* **ACTIVITY**
Word for word, print every entry below.

* **RECORDS SUPPLIED**
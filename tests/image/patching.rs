use crate::common::layout::*;
use crate::common::ElfBuilder;
use elfspace::{ElfError, ElfImage, MemoryView};

#[test]
fn test_read_by_address() {
    let file = ElfBuilder::default().write_temp();
    let image = ElfImage::open(file.path()).unwrap();

    assert_eq!(image.read(0x400500, 4).unwrap(), MAIN_PROLOGUE);
    assert_eq!(image.read(0x600610, NEEDLE.len()).unwrap(), NEEDLE);
    assert_eq!(image.read(0x400000, 4).unwrap(), b"\x7fELF");
}

#[test]
fn test_reads_have_no_side_effects() {
    let image = ElfImage::from_bytes(ElfBuilder::default().build()).unwrap();
    let first = image.read(0x400500, 4).unwrap();
    let _ = image.read(0x600610, 8).unwrap();
    assert_eq!(image.read(0x400500, 4).unwrap(), first);
}

#[test]
fn test_read_unmapped_address_fails() {
    let image = ElfImage::from_bytes(ElfBuilder::default().build()).unwrap();
    let err = image.read(0x500000, 4).unwrap_err();
    assert!(matches!(err, ElfError::AddressNotMapped(0x500000)));
}

#[test]
fn test_write_then_read() {
    let file = ElfBuilder::default().write_temp();
    let mut image = ElfImage::open(file.path()).unwrap();

    image.write(0x400500, &[0xc3, 0x90, 0x90, 0x90]).unwrap();
    assert_eq!(image.read(0x400500, 4).unwrap(), vec![0xc3, 0x90, 0x90, 0x90]);

    image.write(0x600610, b"patched!").unwrap();
    assert_eq!(image.read(0x600610, 8).unwrap(), b"patched!");
}

#[test]
fn test_write_is_not_confined_to_a_segment() {
    let mut image = ElfImage::from_bytes(ElfBuilder::default().build()).unwrap();
    // Starts at the last byte of the text segment and runs into the data segment.
    image.write(0x4005ff, &[0xaa, 0xbb]).unwrap();
    assert_eq!(image.read(0x4005ff, 1).unwrap(), vec![0xaa]);
    assert_eq!(image.read(0x600600, 1).unwrap(), vec![0xbb]);
}

#[test]
fn test_write_past_end_of_image_fails() {
    let bytes = ElfBuilder::default().build();
    let len = bytes.len() as u64;
    let mut image = ElfImage::from_bytes(bytes).unwrap();

    // .bss is mapped but has no file bytes; its offset continues into the
    // trailing tables, so a long enough write runs off the buffer.
    let bss = 0x600660;
    let err = image.write(bss, &vec![0u8; len as usize]).unwrap_err();
    assert!(matches!(err, ElfError::WriteOutOfBounds { .. }));
    assert!(image.symbols().contains_key("main"));
}

#[test]
fn test_writes_stay_in_memory() {
    let file = ElfBuilder::default().write_temp();
    let original = std::fs::read(file.path()).unwrap();
    {
        let mut image = ElfImage::open(file.path()).unwrap();
        image.write(0x400500, &[0xcc; 4]).unwrap();
    }
    assert_eq!(std::fs::read(file.path()).unwrap(), original);
}

#[test]
fn test_two_images_share_a_file_independently() {
    let file = ElfBuilder::default().write_temp();
    let mut first = ElfImage::open(file.path()).unwrap();
    let second = ElfImage::open(file.path()).unwrap();

    first.write(0x600610, b"XXXXXXXX").unwrap();
    assert_eq!(second.read(0x600610, 8).unwrap(), NEEDLE);
}

#[test]
fn test_save_persists_patches() {
    let file = ElfBuilder::default().write_temp();
    let mut image = ElfImage::open(file.path()).unwrap();
    image.write(0x600610, b"saved!!!").unwrap();

    let dir = tempfile::TempDir::new().unwrap();
    let out = dir.path().join("patched.elf");
    image.save(&out).unwrap();

    let reopened = ElfImage::open(&out).unwrap();
    assert_eq!(reopened.read(0x600610, 8).unwrap(), b"saved!!!");
    assert_eq!(reopened.symbols(), image.symbols());
}

#[test]
fn test_typed_access() {
    let mut image = ElfImage::from_bytes(ElfBuilder::default().build()).unwrap();
    assert_eq!(image.read_u32(0x400000).unwrap(), u32::from_le_bytes(*b"\x7fELF"));
    assert_eq!(image.read_u64(0x600650).unwrap(), 0x400000 + PLT_OFFSET + 6);

    image.write_u64(0x600650, 0x7f00_dead_beef).unwrap();
    assert_eq!(image.read_u64(0x600650).unwrap(), 0x7f00_dead_beef);
}

#[test]
fn test_typed_access_big_endian() {
    let mut image = ElfImage::from_bytes(ElfBuilder::big_endian().build()).unwrap();
    assert_eq!(image.read_u16(0x400000 + 18).unwrap(), 62);
    image.write_u32(0x600610, 0x01020304).unwrap();
    assert_eq!(image.read(0x600610, 4).unwrap(), vec![1, 2, 3, 4]);
}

* **ANSWER SPACE**
filename tests/image/patching.rs
use crate::common::layout::*;
use crate::common::ElfBuilder;
use elfspace::{ElfError, ElfImage, MemoryView};

#[test]
fn test_read_by_address() {
    let file = ElfBuilder::default().write_temp();
    let image = ElfImage::open(file.path()).unwrap();

    assert_eq!(image.read(0x400500, 4).unwrap(), MAIN_PROLOGUE);
    assert_eq!(image.read(0x600610, NEEDLE.len()).unwrap(), NEEDLE);
    assert_eq!(image.read(0x400000, 4).unwrap(), b"\x7fELF");
}

#[test]
fn test_reads_have_no_side_effects() {
    let image = ElfImage::from_bytes(ElfBuilder::default().build()).unwrap();
    let first = image.read(0x400500, 4).unwrap();
    let _ = image.read(0x600610, 8).unwrap();
    assert_eq!(image.read(0x400500, 4).unwrap(), first);
}

#[test]
fn test_read_unmapped_address_fails() {
    let image = ElfImage::from_bytes(ElfBuilder::default().build()).unwrap();
    let err = image.read(0x500000, 4).unwrap_err();
    assert!(matches!(err, ElfError::AddressNotMapped(0x500000)));
}

#[test]
fn test_write_then_read() {
    let file = ElfBuilder::default().write_temp();
    let mut image = ElfImage::open(file.path()).unwrap();

    image.write(0x400500, &[0xc3, 0x90, 0x90, 0x90]).unwrap();
    assert_eq!(image.read(0x400500, 4).unwrap(), vec![0xc3, 0x90, 0x90, 0x90]);

    image.write(0x600610, b"patched!").unwrap();
    assert_eq!(image.read(0x600610, 8).unwrap(), b"patched!");
}

#[test]
fn test_write_is_not_confined_to_a_segment() {
    let mut image = ElfImage::from_bytes(ElfBuilder::default().build()).unwrap();
    // Starts at the last byte of the text segment and runs into the data segment.
    image.write(0x4005ff, &[0xaa, 0xbb]).unwrap();
    assert_eq!(image.read(0x4005ff, 1).unwrap(), vec![0xaa]);
    assert_eq!(image.read(0x600600, 1).unwrap(), vec![0xbb]);
}

#[test]
fn test_write_past_end_of_image_fails() {
    let bytes = ElfBuilder::default().build();
    let len = bytes.len() as u64;
    let mut image = ElfImage::from_bytes(bytes).unwrap();

    // .bss is mapped but has no file bytes; its offset continues into the
    // trailing tables, so a long enough write runs off the buffer.
    let bss = 0x600660;
    let err = image.write(bss, &vec![0u8; len as usize]).unwrap_err();
    assert!(matches!(err, ElfError::WriteOutOfBounds { .. }));
    assert!(image.symbols().contains_key("main"));
}

#[test]
fn test_writes_stay_in_memory() {
    let file = ElfBuilder::default().write_temp();
    let original = std::fs::read(file.path()).unwrap();
    {
        let mut image = ElfImage::open(file.path()).unwrap();
        image.write(0x400500, &[0xcc; 4]).unwrap();
    }
    assert_eq!(std::fs::read(file.path()).unwrap(), original);
}

#[test]
fn test_two_images_share_a_file_independently() {
    let file = ElfBuilder::default().write_temp();
    let mut first = ElfImage::open(file.path()).unwrap();
    let second = ElfImage::open(file.path()).unwrap();

    first.write(0x600610, b"XXXXXXXX").unwrap();
    assert_eq!(second.read(0x600610, 8).unwrap(), NEEDLE);
}

#[test]
fn test_save_persists_patches() {
    let file = ElfBuilder::default().write_temp();
    let mut image = ElfImage::open(file.path()).unwrap();
    image.write(0x600610, b"saved!!!").unwrap();

    let dir = tempfile::TempDir::new().unwrap();
    let out = dir.path().join("patched.elf");
    image.save(&out).unwrap();

    let reopened = ElfImage::open(&out).unwrap();
    assert_eq!(reopened.read(0x600610, 8).unwrap(), b"saved!!!");
    assert_eq!(reopened.symbols(), image.symbols());
}

#[test]
fn test_typed_access() {
    let mut image = ElfImage::from_bytes(ElfBuilder::default().build()).unwrap();
    assert_eq!(image.read_u32(0x400000).unwrap(), u32::from_le_bytes(*b"\x7fELF"));
    assert_eq!(image.read_u64(0x600650).unwrap(), 0x400000 + PLT_OFFSET + 6);

    image.write_u64(0x600650, 0x7f00_dead_beef).unwrap();
    assert_eq!(image.read_u64(0x600650).unwrap(), 0x7f00_dead_beef);
}

#[test]
fn test_typed_access_big_endian() {
    let mut image = ElfImage::from_bytes(ElfBuilder::big_endian().build()).unwrap();
    assert_eq!(image.read_u16(0x400000 + 18).unwrap(), 62);
    image.write_u32(0x600610, 0x01020304).unwrap();
    assert_eq!(image.read(0x600610, 4).unwrap(), vec![1, 2, 3, 4]);
}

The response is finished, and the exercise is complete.